In recent years, deep neural networks have achieved remarkable success in various medical imaging applications.²⁰ Deep learning has been applied to DOT image reconstruction,^21–23 where the neural network is trained to learn the nonlinear relationship between the optical anomalies and the photon scattering physics to acquire better DOT image quality as compared with the traditional reconstruction algorithm. Deep learning has also been applied to spatial frequency-domain imaging (SFDI) to recover the optical properties accurately and quickly from the diffuse reflectance image.^24–27 Additionally, Sabir et al.²⁸ used a popular deep learning algorithm, convolutional neural network (CNN), to estimate the bulk tissue optical properties. However, they studied only a homogenous, semi-infinite medium and did not consider the presence of the chest wall.

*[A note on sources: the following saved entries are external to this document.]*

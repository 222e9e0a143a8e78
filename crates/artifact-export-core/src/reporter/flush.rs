// Bulk delivery of one pending batch, with stats bookkeeping

use std::time::Instant;
use tracing::debug;

use crate::document::Document;
use crate::index::IndexKind;
use crate::indexer::BulkIndexer;
use crate::stats::ExportStats;

pub(crate) struct FlushTarget<'a> {
    pub indexer: &'a dyn BulkIndexer,
    pub stats: &'a ExportStats,
    pub base_url: &'a str,
    pub index: &'a str,
    pub kind: IndexKind,
}

#[derive(Debug, Default)]
pub(crate) struct Delivery {
    pub succeeded: usize,
    /// Documents the cluster did not accept, in submission order.
    pub failed: Vec<Document>,
}

impl Delivery {
    pub fn is_complete(&self) -> bool {
        self.failed.is_empty()
    }
}

/// Sends `documents` as one bulk request and records the result in stats.
pub(crate) async fn deliver_bulk(target: &FlushTarget<'_>, documents: &[Document]) -> Delivery {
    let started = Instant::now();
    let result = target
        .indexer
        .push_bulk(target.base_url, target.index, documents)
        .await;
    target.stats.record_last_push(target.kind, started.elapsed());

    let delivery = match result {
        Ok(outcome) => {
            let failed: Vec<Document> = outcome
                .failed_positions(documents.len())
                .into_iter()
                .map(|pos| documents[pos].clone())
                .collect();
            let succeeded = documents.len() - failed.len();
            if !failed.is_empty() {
                let message = outcome
                    .summary
                    .unwrap_or_else(|| format!("Bulk had {} failure(s)", failed.len()));
                target.stats.record_last_error(target.kind, &message);
            }
            Delivery { succeeded, failed }
        }
        Err(e) => {
            target.stats.record_last_error(target.kind, &e.to_string());
            Delivery {
                succeeded: 0,
                failed: documents.to_vec(),
            }
        }
    };

    target.stats.record_success(target.kind, delivery.succeeded as u64);
    target.stats.record_failure(target.kind, delivery.failed.len() as u64);
    debug!(
        index = target.index,
        submitted = documents.len(),
        succeeded = delivery.succeeded,
        failed = delivery.failed.len(),
        "Bulk flush delivered"
    );
    delivery
}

Here, we propose a deep learning-based approach in which a neural network model is trained to simultaneously estimate the optical properties of both the breast tissue and the chest wall from measurements of normal breast tissue. The chest-wall depth is estimated from co-registered US images. Simulation data are used to train the proposed model, and phantom experimental data are used to improve its accuracy. Test results from simulation, phantom, and clinical data show that the proposed model estimates the optical properties of the breast tissue in the presence of the chest wall more accurately than the FEM-based two-layer fitting algorithm and the traditional slope-based fitting algorithm, aiding the construction of more accurate forward models in DOT reconstruction. To the best of our knowledge, this is the first time that a deep learning neural network model has been used to estimate the bulk optical properties of breast tissue and the underlying chest-wall.

2. Methods

2.1. Photon Migration in a Diffusive Medium and DOT Reconstruction

Photon migration in a diffusive medium, such as breast tissue, can be modeled using the radiative transfer equation (RTE), but its solution is known to be computationally challenging. Therefore, the diffusion equation, a low-order approximation of the RTE, is used to generate approximated solutions.¹² The frequency-domain diffusion equation is shown in Eq. (1):

$$({\mu }_{\mathrm{a}}(\overrightarrow{r})+\frac{i\omega }{c_m(\overrightarrow{r})})\mathrm{\Phi }(\overrightarrow{r},\omega )-\nabla ·[D(\overrightarrow{r})\nabla \mathrm{\Phi }(\overrightarrow{r},\omega )]=S(\overrightarrow{r},\omega ),$$ (1)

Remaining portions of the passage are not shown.